El restaurador y arquitecto hizo su servicio social en el Instituto Nacional de Antropología e Historia en la coordinación de Monumentos Históricos, donde aprendió gran parte de su oficio, y posteriormente entró a la maestría de Restauración y conservación de monumentos en la UNAM, a sus 29 años. Fue en esta época en que montó su propio despacho.
“Del INAH salí más convencido de la causa. Y me ayudó a aterrizar el discurso porque a veces crees que hay que salvarlo todo. Y ahí encontré un equipo fuerte, que está comprometido… la gente que trabaja ahí tiene la camiseta bien puesta. Hacen maravillas con tres pesos. En el instituto trabajé en el Castillo de Chapultepec durante cuatro años. Me salí del instituto persiguiendo un proyecto que no se hace, fue un proyecto de restauración en el edificio Vizcaya. Y puse mi despacho con un escritorio, era como investigador privado, yo sólo”.
“Comencé primero con cosas pequeñas, con una casita… luego te empiezan a conocer y comienzan a soltarte cosas más grandes. Estuve haciendo chambas intermedias y de pronto me surge la oportunidad de restaurar un convento en Coyoacán, en la calle de Francisco Sosa: le puse ese empeño que le ponemos todos cuando sentimos que nos acaba de hacer nuestra primera chamba independiente. Fue algo que cuidé demasiado. Actualmente no tendría tiempo de cuidar tal grado de detalle, ahora me apoyo en otras personas, en ese momento hice todo yo”.

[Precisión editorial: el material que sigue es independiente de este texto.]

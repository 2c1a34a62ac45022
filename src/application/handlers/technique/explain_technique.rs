//! ExplainTechniqueHandler - asks the model to explain a catalog technique.
//!
//! Not gated by the free-search quota.

use std::sync::Arc;

use crate::application::handlers::preferences::current_locale;
use crate::domain::foundation::{DomainError, ErrorCode};
use crate::domain::technique::{
    find_technique, technique_prompt, TechniqueExplanation, TECHNIQUE_TEMPERATURE,
};
use crate::ports::{AIProvider, CompletionRequest, KeyValueStore};

pub const EXPLANATION_FAILED_MESSAGE: &str =
    "Could not load the technique explanation. Please try again.";

/// Command to explain one technique.
#[derive(Debug, Clone)]
pub struct ExplainTechniqueCommand {
    pub technique_id: String,
}

/// Handler for technique explanations.
pub struct ExplainTechniqueHandler {
    ai_provider: Arc<dyn AIProvider>,
    store: Arc<dyn KeyValueStore>,
    temperature: f32,
}

impl ExplainTechniqueHandler {
    pub fn new(ai_provider: Arc<dyn AIProvider>, store: Arc<dyn KeyValueStore>) -> Self {
        Self {
            ai_provider,
            store,
            temperature: TECHNIQUE_TEMPERATURE,
        }
    }

    pub fn with_temperature(mut self, temperature: f32) -> Self {
        self.temperature = temperature;
        self
    }

    pub async fn handle(
        &self,
        cmd: ExplainTechniqueCommand,
    ) -> Result<TechniqueExplanation, DomainError> {
        let technique = find_technique(cmd.technique_id.trim()).ok_or_else(|| {
            DomainError::new(
                ErrorCode::TechniqueNotFound,
                format!("Unknown technique '{}'", cmd.technique_id),
            )
        })?;

        let locale = current_locale(self.store.as_ref()).await?;
        let request = CompletionRequest::new(technique_prompt(technique.name, locale))
            .with_temperature(self.temperature);
        let trace_id = request.trace_id.clone();

        tracing::info!(
            trace_id = %trace_id,
            technique = technique.id,
            locale = %locale.code(),
            "Explaining technique"
        );

        let response = self.ai_provider.complete(request).await.map_err(|e| {
            tracing::error!(trace_id = %trace_id, error = %e, "Technique explanation failed");
            DomainError::new(ErrorCode::AIProviderError, EXPLANATION_FAILED_MESSAGE)
        })?;

        Ok(TechniqueExplanation {
            technique: *technique,
            description: response.content,
        })
    }
}

#[cfg(test)]
mod tests {
    use super::*;
    use crate::adapters::ai::{MockAIProvider, MockError};
    use crate::adapters::storage::InMemoryKeyValueStore;
    use crate::application::SessionState;
    use crate::ports::keys;

    fn handler_with(provider: MockAIProvider, store: InMemoryKeyValueStore) -> ExplainTechniqueHandler {
        ExplainTechniqueHandler::new(Arc::new(provider), Arc::new(store))
    }

    fn cmd(id: &str) -> ExplainTechniqueCommand {
        ExplainTechniqueCommand {
            technique_id: id.to_string(),
        }
    }

    #[tokio::test]
    async fn fills_description_from_model() {
        let provider = MockAIProvider::new().with_response("Paso 1...\nPaso 2...");
        let handler = handler_with(provider.clone(), InMemoryKeyValueStore::new());

        let explanation = handler.handle(cmd("psicomagia")).await.unwrap();

        assert_eq!(explanation.technique.id, "psicomagia");
        assert_eq!(explanation.description, "Paso 1...\nPaso 2...");

        let calls = provider.get_calls();
        assert_eq!(calls[0].temperature, Some(TECHNIQUE_TEMPERATURE));
        assert!(!calls[0].response_format.is_json());
        assert!(calls[0].prompt.contains("\"Psicomagia\""));
        assert!(calls[0].prompt.contains("Spanish"));
    }

    #[tokio::test]
    async fn uses_active_locale() {
        let provider = MockAIProvider::new();
        let store = InMemoryKeyValueStore::with_entries([(keys::LOCALE, "fr")]);
        let handler = handler_with(provider.clone(), store);

        handler.handle(cmd("reencuadre")).await.unwrap();

        assert!(provider.get_calls()[0].prompt.contains("French"));
    }

    #[tokio::test]
    async fn unknown_id_is_not_found_and_skips_model() {
        let provider = MockAIProvider::new();
        let handler = handler_with(provider.clone(), InMemoryKeyValueStore::new());

        let err = handler.handle(cmd("tarot")).await.unwrap_err();

        assert_eq!(err.code, ErrorCode::TechniqueNotFound);
        assert_eq!(provider.call_count(), 0);
    }

    #[tokio::test]
    async fn provider_failure_is_generic() {
        let provider = MockAIProvider::new().with_error(MockError::Timeout { timeout_secs: 30 });
        let handler = handler_with(provider, InMemoryKeyValueStore::new());

        let err = handler.handle(cmd("linea_tiempo")).await.unwrap_err();

        assert_eq!(err.code, ErrorCode::AIProviderError);
        assert_eq!(err.message, EXPLANATION_FAILED_MESSAGE);
    }

    #[tokio::test]
    async fn works_when_search_quota_is_exhausted() {
        let store = InMemoryKeyValueStore::with_entries([(keys::SEARCH_COUNT, "5")]);
        let session = SessionState::initialize(Arc::new(store.clone())).await.unwrap();
        assert!(!session.is_allowed_to_search().await);

        let handler = handler_with(MockAIProvider::new(), store);
        assert!(handler.handle(cmd("nino_interno")).await.is_ok());
    }
}
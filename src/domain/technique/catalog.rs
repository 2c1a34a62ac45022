//! Fixed catalog of self-help techniques.

use serde::{Deserialize, Serialize};
use std::fmt;

/// Family a technique belongs to.
#[derive(Debug, Clone, Copy, PartialEq, Eq, Hash, Serialize, Deserialize)]
#[serde(rename_all = "snake_case")]
pub enum TechniqueCategory {
    /// Neuro-linguistic programming.
    Nlp,
    SymbolicActs,
    EmotionalHealing,
}

impl TechniqueCategory {
    /// Catalog label (the catalog is authored in Spanish).
    pub fn label(&self) -> &'static str {
        match self {
            TechniqueCategory::Nlp => "PNL",
            TechniqueCategory::SymbolicActs => "Actos Simbólicos",
            TechniqueCategory::EmotionalHealing => "Sanación Emocional",
        }
    }

    /// Key the presentation layer uses to look up the translated label.
    pub fn message_key(&self) -> String {
        format!(
            "technique_category_{}",
            self.label().replace(' ', "_").to_lowercase()
        )
    }
}

impl fmt::Display for TechniqueCategory {
    fn fmt(&self, f: &mut fmt::Formatter<'_>) -> fmt::Result {
        write!(f, "{}", self.label())
    }
}

/// A technique in the catalog.
#[derive(Debug, Clone, Copy, PartialEq, Eq, Hash, Serialize)]
pub struct Technique {
    pub id: &'static str,
    /// Canonical name; this is what the model is asked to explain.
    pub name: &'static str,
    pub category: TechniqueCategory,
}

impl Technique {
    /// Key the presentation layer uses to look up the translated name.
    pub fn message_key(&self) -> String {
        format!("technique_name_{}", self.id)
    }
}

/// A technique together with its generated explanation.
#[derive(Debug, Clone, PartialEq, Eq, Serialize)]
pub struct TechniqueExplanation {
    pub technique: Technique,
    pub description: String,
}

pub const CATALOG: [Technique; 7] = [
    Technique {
        id: "circulo_excelencia",
        name: "Círculo de la Excelencia",
        category: TechniqueCategory::Nlp,
    },
    Technique {
        id: "anclaje_cinestesico",
        name: "Anclaje Cinestésico",
        category: TechniqueCategory::Nlp,
    },
    Technique {
        id: "reencuadre",
        name: "Cambiar el Significado (Reencuadre)",
        category: TechniqueCategory::Nlp,
    },
    Technique {
        id: "linea_tiempo",
        name: "Línea del Tiempo",
        category: TechniqueCategory::Nlp,
    },
    Technique {
        id: "psicomagia",
        name: "Psicomagia",
        category: TechniqueCategory::SymbolicActs,
    },
    Technique {
        id: "nino_interno",
        name: "Recuperación del Niño Interno",
        category: TechniqueCategory::EmotionalHealing,
    },
    Technique {
        id: "protocolo_duelo",
        name: "Protocolo de Duelo",
        category: TechniqueCategory::EmotionalHealing,
    },
];

/// Looks up a catalog technique by id.
pub fn find_technique(id: &str) -> Option<&'static Technique> {
    CATALOG.iter().find(|t| t.id == id)
}
//! Local storage configuration

use serde::Deserialize;
use std::path::{Path, PathBuf};

use super::error::ValidationError;

/// Where the key-value file lives
#[derive(Debug, Clone, Deserialize)]
pub struct StorageConfig {
    /// Directory holding the store file
    #[serde(default = "default_data_dir")]
    pub data_dir: PathBuf,

    /// Store file name inside `data_dir`
    #[serde(default = "default_file_name")]
    pub file_name: String,
}

impl StorageConfig {
    /// Full path of the store file
    pub fn file_path(&self) -> PathBuf {
        self.data_dir.join(&self.file_name)
    }

    /// Validate storage configuration
    pub fn validate(&self) -> Result<(), ValidationError> {
        if self.data_dir.as_os_str().is_empty() {
            return Err(ValidationError::EmptyDataDir);
        }

        let name = Path::new(&self.file_name);
        if self.file_name.trim().is_empty() || name.file_name() != Some(name.as_os_str()) {
            return Err(ValidationError::InvalidFileName);
        }
        Ok(())
    }
}

impl Default for StorageConfig {
    fn default() -> Self {
        Self {
            data_dir: default_data_dir(),
            file_name: default_file_name(),
        }
    }
}

fn default_data_dir() -> PathBuf {
    PathBuf::from("./data")
}

fn default_file_name() -> String {
    "bioclave.yaml".to_string()
}
//! AppContext - wires adapters, the session state and the handlers.

use std::sync::Arc;

use crate::adapters::ai::{GeminiConfig, GeminiProvider, MockAIProvider};
use crate::adapters::payment::SimulatedPaymentProvider;
use crate::adapters::storage::FileKeyValueStore;
use crate::application::handlers::{
    AddJournalEntryHandler, DeleteJournalEntryHandler, DisclaimerHandler, ExplainTechniqueHandler,
    GetProfileHandler, ListJournalEntriesHandler, ListTechniquesHandler, LocalePreferenceHandler,
    LookupSymptomHandler, StartSubscriptionHandler,
};
use crate::application::SessionState;
use crate::config::{AiProvider as AiProviderKind, AppConfig};
use crate::domain::foundation::{DomainError, ErrorCode};
use crate::domain::symptom::SYMPTOM_TEMPERATURE;
use crate::domain::technique::TECHNIQUE_TEMPERATURE;
use crate::ports::{AIProvider, KeyValueStore, PaymentProvider};

/// Shared application state containing all dependencies.
///
/// Cloning is cheap; every dependency is behind an `Arc`. Handlers are
/// created on demand from the shared state.
#[derive(Clone)]
pub struct AppContext {
    pub store: Arc<dyn KeyValueStore>,
    pub session: Arc<SessionState>,
    pub ai_provider: Arc<dyn AIProvider>,
    pub payment_provider: Arc<dyn PaymentProvider>,
    symptom_temperature: f32,
    technique_temperature: f32,
}

impl AppContext {
    /// Builds the context and loads the session state from `store`.
    pub async fn new(
        store: Arc<dyn KeyValueStore>,
        ai_provider: Arc<dyn AIProvider>,
        payment_provider: Arc<dyn PaymentProvider>,
    ) -> Result<Self, DomainError> {
        let session = Arc::new(SessionState::initialize(store.clone()).await?);

        Ok(Self {
            store,
            session,
            ai_provider,
            payment_provider,
            symptom_temperature: SYMPTOM_TEMPERATURE,
            technique_temperature: TECHNIQUE_TEMPERATURE,
        })
    }

    /// Builds the production context described by `config`.
    pub async fn from_config(config: &AppConfig) -> Result<Self, DomainError> {
        let store: Arc<dyn KeyValueStore> =
            Arc::new(FileKeyValueStore::new(config.storage.file_path()));

        let ai_provider: Arc<dyn AIProvider> = match config.ai.provider {
            AiProviderKind::Mock => Arc::new(MockAIProvider::new()),
            AiProviderKind::Gemini => {
                let api_key = config.ai.gemini_api_key.clone().ok_or_else(|| {
                    DomainError::new(ErrorCode::InternalError, "Gemini API key is not configured")
                })?;
                let gemini = GeminiConfig::new(api_key)
                    .with_model(config.ai.model.clone())
                    .with_base_url(config.ai.base_url.clone())
                    .with_timeout(config.ai.timeout());
                Arc::new(GeminiProvider::new(gemini).map_err(|e| {
                    DomainError::new(ErrorCode::InternalError, e.to_string())
                })?)
            }
        };

        let payment_provider: Arc<dyn PaymentProvider> = Arc::new(SimulatedPaymentProvider::new(
            config.payment.simulated_delay(),
        ));

        let info = ai_provider.provider_info();
        tracing::info!(
            store = %config.storage.file_path().display(),
            ai_provider = %info.name,
            model = %info.model,
            "Application context ready"
        );

        Ok(Self::new(store, ai_provider, payment_provider)
            .await?
            .with_temperatures(config.ai.symptom_temperature, config.ai.technique_temperature))
    }

    pub fn with_temperatures(mut self, symptom: f32, technique: f32) -> Self {
        self.symptom_temperature = symptom;
        self.technique_temperature = technique;
        self
    }

    pub fn lookup_symptom_handler(&self) -> LookupSymptomHandler {
        LookupSymptomHandler::new(
            self.session.clone(),
            self.ai_provider.clone(),
            self.store.clone(),
        )
        .with_temperature(self.symptom_temperature)
    }

    pub fn explain_technique_handler(&self) -> ExplainTechniqueHandler {
        ExplainTechniqueHandler::new(self.ai_provider.clone(), self.store.clone())
            .with_temperature(self.technique_temperature)
    }

    pub fn list_techniques_handler(&self) -> ListTechniquesHandler {
        ListTechniquesHandler::new()
    }

    pub fn add_journal_entry_handler(&self) -> AddJournalEntryHandler {
        AddJournalEntryHandler::new(self.store.clone())
    }

    pub fn delete_journal_entry_handler(&self) -> DeleteJournalEntryHandler {
        DeleteJournalEntryHandler::new(self.store.clone())
    }

    pub fn list_journal_entries_handler(&self) -> ListJournalEntriesHandler {
        ListJournalEntriesHandler::new(self.store.clone())
    }

    pub fn start_subscription_handler(&self) -> StartSubscriptionHandler {
        StartSubscriptionHandler::new(self.session.clone(), self.payment_provider.clone())
    }

    pub fn get_profile_handler(&self) -> GetProfileHandler {
        GetProfileHandler::new(self.session.clone())
    }

    pub fn locale_preference_handler(&self) -> LocalePreferenceHandler {
        LocalePreferenceHandler::new(self.store.clone())
    }

    pub fn disclaimer_handler(&self) -> DisclaimerHandler {
        DisclaimerHandler::new(self.store.clone())
    }
}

Años después, Rogelio tuvo la oportunidad de restaurar de nueva cuenta el edificio Vizcaya, ahora sí “de a de veras”. Los trabajos los realizó en conjunto con su socio Marco Batiz (ingeniero civil). Rogelio reestructurar una parte importante de las vigas y la recuperación de la fachada: “Ahorita le estoy haciendo el trabajo de inyección de grietas después del sismo. A la vuelta hay un edificio importante, donde está la Copred, donde está la Casa del periodista… nos tocó restaurar la fachada y reestructurar el edificio, el proyecto arquitectónico es de otro arquitecto… Esos dos edificios, son algo más reciente… y de alguna manera vamos avanzando a un lugar de restauración de nivel. Pero pasamos por la curva de aprendizaje de estar en una gran institución, después de estar independientes y después ir consiguiendo proyectos que son de buen nivel y bastante importantes”.
Rogelio nos explica que todo proyecto de restauración lleva una investigación de cómo era el proyecto. Se deben conseguir fotos, grabados, relatos de la época y planes originales, etc... Todo lo que pueda decirnos cómo era ese edificio. Luego se hace una relación del estado actual para ver qué deterioros puede tener y con eso se hace una comparativa entre el estado original y el actual para hacer un diagnóstico y encontrar cómo se pueden resolver esos daños de tal manera que el edificio en cuestión no pierda su esencia.
Ante las preguntas de “¿Por qué conservar?” o “¿Por qué restaurar y preocuparnos por lo viejo? “, el restaurador contesta: “Si te fijas, en el tema de las ciudades, más allá de los hechos y lo que está escrito, las ciudades están hechas de historias. ¿Por qué va la gente a Berlín? Va a buscar historias: ¿En dónde estaba el muro? ¿En dónde estaba el check point Charlie? Y esas historias ¿dónde las ves? En los monumentos construidos… en la arquitectura en general”, concluyó Rogelio.